• Task instructions: Copy each of the records exactly; leave nothing out.

Collected data
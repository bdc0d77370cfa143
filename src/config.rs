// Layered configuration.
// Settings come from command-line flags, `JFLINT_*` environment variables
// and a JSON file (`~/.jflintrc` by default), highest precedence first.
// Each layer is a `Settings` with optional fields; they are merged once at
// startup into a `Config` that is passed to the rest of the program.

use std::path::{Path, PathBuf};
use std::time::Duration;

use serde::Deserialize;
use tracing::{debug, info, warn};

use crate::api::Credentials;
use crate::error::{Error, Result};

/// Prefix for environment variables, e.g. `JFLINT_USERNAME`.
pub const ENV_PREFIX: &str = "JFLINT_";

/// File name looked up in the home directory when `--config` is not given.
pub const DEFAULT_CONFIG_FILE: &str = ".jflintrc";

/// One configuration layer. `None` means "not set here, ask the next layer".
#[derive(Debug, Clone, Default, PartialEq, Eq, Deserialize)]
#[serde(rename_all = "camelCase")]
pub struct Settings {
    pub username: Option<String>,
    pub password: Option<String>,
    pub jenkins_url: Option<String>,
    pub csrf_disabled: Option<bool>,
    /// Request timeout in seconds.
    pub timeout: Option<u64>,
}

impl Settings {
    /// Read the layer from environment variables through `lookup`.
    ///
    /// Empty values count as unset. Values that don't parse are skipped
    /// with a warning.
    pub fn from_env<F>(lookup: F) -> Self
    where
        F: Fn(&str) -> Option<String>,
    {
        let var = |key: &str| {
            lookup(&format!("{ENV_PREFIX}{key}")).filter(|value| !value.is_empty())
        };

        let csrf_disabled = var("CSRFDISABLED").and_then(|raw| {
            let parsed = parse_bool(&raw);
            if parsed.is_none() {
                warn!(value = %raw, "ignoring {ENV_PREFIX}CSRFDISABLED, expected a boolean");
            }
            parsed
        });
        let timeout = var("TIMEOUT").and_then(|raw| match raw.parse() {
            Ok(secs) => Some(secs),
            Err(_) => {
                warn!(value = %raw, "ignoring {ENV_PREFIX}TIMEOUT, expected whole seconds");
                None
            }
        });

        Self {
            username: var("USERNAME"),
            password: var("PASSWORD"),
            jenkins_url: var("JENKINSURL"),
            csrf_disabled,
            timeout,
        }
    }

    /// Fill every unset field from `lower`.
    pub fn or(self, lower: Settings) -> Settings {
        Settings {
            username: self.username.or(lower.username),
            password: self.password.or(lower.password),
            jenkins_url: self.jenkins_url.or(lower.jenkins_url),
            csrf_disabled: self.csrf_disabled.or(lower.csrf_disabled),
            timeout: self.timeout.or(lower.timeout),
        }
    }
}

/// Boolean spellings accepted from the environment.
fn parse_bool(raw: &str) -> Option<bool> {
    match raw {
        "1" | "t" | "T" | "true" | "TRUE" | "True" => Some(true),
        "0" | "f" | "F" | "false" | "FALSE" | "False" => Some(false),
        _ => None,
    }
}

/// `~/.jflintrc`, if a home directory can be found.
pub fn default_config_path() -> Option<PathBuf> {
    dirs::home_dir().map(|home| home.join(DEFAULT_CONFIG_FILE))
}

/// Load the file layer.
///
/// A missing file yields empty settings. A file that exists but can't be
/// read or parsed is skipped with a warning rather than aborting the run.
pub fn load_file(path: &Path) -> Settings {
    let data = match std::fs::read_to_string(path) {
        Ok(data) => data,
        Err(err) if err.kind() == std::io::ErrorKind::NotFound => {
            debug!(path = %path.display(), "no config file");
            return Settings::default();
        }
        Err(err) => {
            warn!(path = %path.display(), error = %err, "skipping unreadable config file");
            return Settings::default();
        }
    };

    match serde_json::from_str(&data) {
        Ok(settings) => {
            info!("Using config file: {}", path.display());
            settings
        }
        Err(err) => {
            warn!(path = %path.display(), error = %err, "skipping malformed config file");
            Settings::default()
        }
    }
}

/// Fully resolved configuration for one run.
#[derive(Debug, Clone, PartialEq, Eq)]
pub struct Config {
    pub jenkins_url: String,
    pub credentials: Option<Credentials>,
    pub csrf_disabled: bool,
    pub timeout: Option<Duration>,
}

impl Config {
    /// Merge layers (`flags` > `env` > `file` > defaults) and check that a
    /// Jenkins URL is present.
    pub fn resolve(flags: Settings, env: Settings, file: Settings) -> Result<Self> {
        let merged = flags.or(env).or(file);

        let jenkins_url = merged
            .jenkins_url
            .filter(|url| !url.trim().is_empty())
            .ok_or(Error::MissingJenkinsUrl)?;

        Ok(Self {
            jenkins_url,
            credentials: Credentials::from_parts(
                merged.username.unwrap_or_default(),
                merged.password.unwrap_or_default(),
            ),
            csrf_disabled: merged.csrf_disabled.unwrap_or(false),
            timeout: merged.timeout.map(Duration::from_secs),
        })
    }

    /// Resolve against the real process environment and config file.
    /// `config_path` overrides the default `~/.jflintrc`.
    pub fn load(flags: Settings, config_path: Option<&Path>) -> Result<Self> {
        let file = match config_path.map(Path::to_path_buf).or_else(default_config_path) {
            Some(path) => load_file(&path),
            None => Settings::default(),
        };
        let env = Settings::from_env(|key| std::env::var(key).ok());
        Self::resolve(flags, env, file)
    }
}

• Task solution:
repository bdc0d77370cfa143
filename src/config.rs
// Layered configuration.
// Settings come from command-line flags, `JFLINT_*` environment variables
// and a JSON file (`~/.jflintrc` by default), highest precedence first.
// Each layer is a `Settings` with optional fields; they are merged once at
// startup into a `Config` that is passed to the rest of the program.

use std::path::{Path, PathBuf};
use std::time::Duration;

use serde::Deserialize;
use tracing::{debug, info, warn};

use crate::api::Credentials;
use crate::error::{Error, Result};

/// Prefix for environment variables, e.g. `JFLINT_USERNAME`.
pub const ENV_PREFIX: &str = "JFLINT_";

/// File name looked up in the home directory when `--config` is not given.
pub const DEFAULT_CONFIG_FILE: &str = ".jflintrc";

/// One configuration layer. `None` means "not set here, ask the next layer".
#[derive(Debug, Clone, Default, PartialEq, Eq, Deserialize)]
#[serde(rename_all = "camelCase")]
pub struct Settings {
    pub username: Option<String>,
    pub password: Option<String>,
    pub jenkins_url: Option<String>,
    pub csrf_disabled: Option<bool>,
    /// Request timeout in seconds.
    pub timeout: Option<u64>,
}

impl Settings {
    /// Read the layer from environment variables through `lookup`.
    ///
    /// Empty values count as unset. Values that don't parse are skipped
    /// with a warning.
    pub fn from_env<F>(lookup: F) -> Self
    where
        F: Fn(&str) -> Option<String>,
    {
        let var = |key: &str| {
            lookup(&format!("{ENV_PREFIX}{key}")).filter(|value| !value.is_empty())
        };

        let csrf_disabled = var("CSRFDISABLED").and_then(|raw| {
            let parsed = parse_bool(&raw);
            if parsed.is_none() {
                warn!(value = %raw, "ignoring {ENV_PREFIX}CSRFDISABLED, expected a boolean");
            }
            parsed
        });
        let timeout = var("TIMEOUT").and_then(|raw| match raw.parse() {
            Ok(secs) => Some(secs),
            Err(_) => {
                warn!(value = %raw, "ignoring {ENV_PREFIX}TIMEOUT, expected whole seconds");
                None
            }
        });

        Self {
            username: var("USERNAME"),
            password: var("PASSWORD"),
            jenkins_url: var("JENKINSURL"),
            csrf_disabled,
            timeout,
        }
    }

    /// Fill every unset field from `lower`.
    pub fn or(self, lower: Settings) -> Settings {
        Settings {
            username: self.username.or(lower.username),
            password: self.password.or(lower.password),
            jenkins_url: self.jenkins_url.or(lower.jenkins_url),
            csrf_disabled: self.csrf_disabled.or(lower.csrf_disabled),
            timeout: self.timeout.or(lower.timeout),
        }
    }
}

/// Boolean spellings accepted from the environment.
fn parse_bool(raw: &str) -> Option<bool> {
    match raw {
        "1" | "t" | "T" | "true" | "TRUE" | "True" => Some(true),
        "0" | "f" | "F" | "false" | "FALSE" | "False" => Some(false),
        _ => None,
    }
}

/// `~/.jflintrc`, if a home directory can be found.
pub fn default_config_path() -> Option<PathBuf> {
    dirs::home_dir().map(|home| home.join(DEFAULT_CONFIG_FILE))
}

/// Load the file layer.
///
/// A missing file yields empty settings. A file that exists but can't be
/// read or parsed is skipped with a warning rather than aborting the run.
pub fn load_file(path: &Path) -> Settings {
    let data = match std::fs::read_to_string(path) {
        Ok(data) => data,
        Err(err) if err.kind() == std::io::ErrorKind::NotFound => {
            debug!(path = %path.display(), "no config file");
            return Settings::default();
        }
        Err(err) => {
            warn!(path = %path.display(), error = %err, "skipping unreadable config file");
            return Settings::default();
        }
    };

    match serde_json::from_str(&data) {
        Ok(settings) => {
            info!("Using config file: {}", path.display());
            settings
        }
        Err(err) => {
            warn!(path = %path.display(), error = %err, "skipping malformed config file");
            Settings::default()
        }
    }
}

/// Fully resolved configuration for one run.
#[derive(Debug, Clone, PartialEq, Eq)]
pub struct Config {
    pub jenkins_url: String,
    pub credentials: Option<Credentials>,
    pub csrf_disabled: bool,
    pub timeout: Option<Duration>,
}

impl Config {
    /// Merge layers (`flags` > `env` > `file` > defaults) and check that a
    /// Jenkins URL is present.
    pub fn resolve(flags: Settings, env: Settings, file: Settings) -> Result<Self> {
        let merged = flags.or(env).or(file);

        let jenkins_url = merged
            .jenkins_url
            .filter(|url| !url.trim().is_empty())
            .ok_or(Error::MissingJenkinsUrl)?;

        Ok(Self {
            jenkins_url,
            credentials: Credentials::from_parts(
                merged.username.unwrap_or_default(),
                merged.password.unwrap_or_default(),
            ),
            csrf_disabled: merged.csrf_disabled.unwrap_or(false),
            timeout: merged.timeout.map(Duration::from_secs),
        })
    }

    /// Resolve against the real process environment and config file.
    /// `config_path` overrides the default `~/.jflintrc`.
    pub fn load(flags: Settings, config_path: Option<&Path>) -> Result<Self> {
        let file = match config_path.map(Path::to_path_buf).or_else(default_config_path) {
            Some(path) => load_file(&path),
            None => Settings::default(),
        };
        let env = Settings::from_env(|key| std::env::var(key).ok());
        Self::resolve(flags, env, file)
    }
}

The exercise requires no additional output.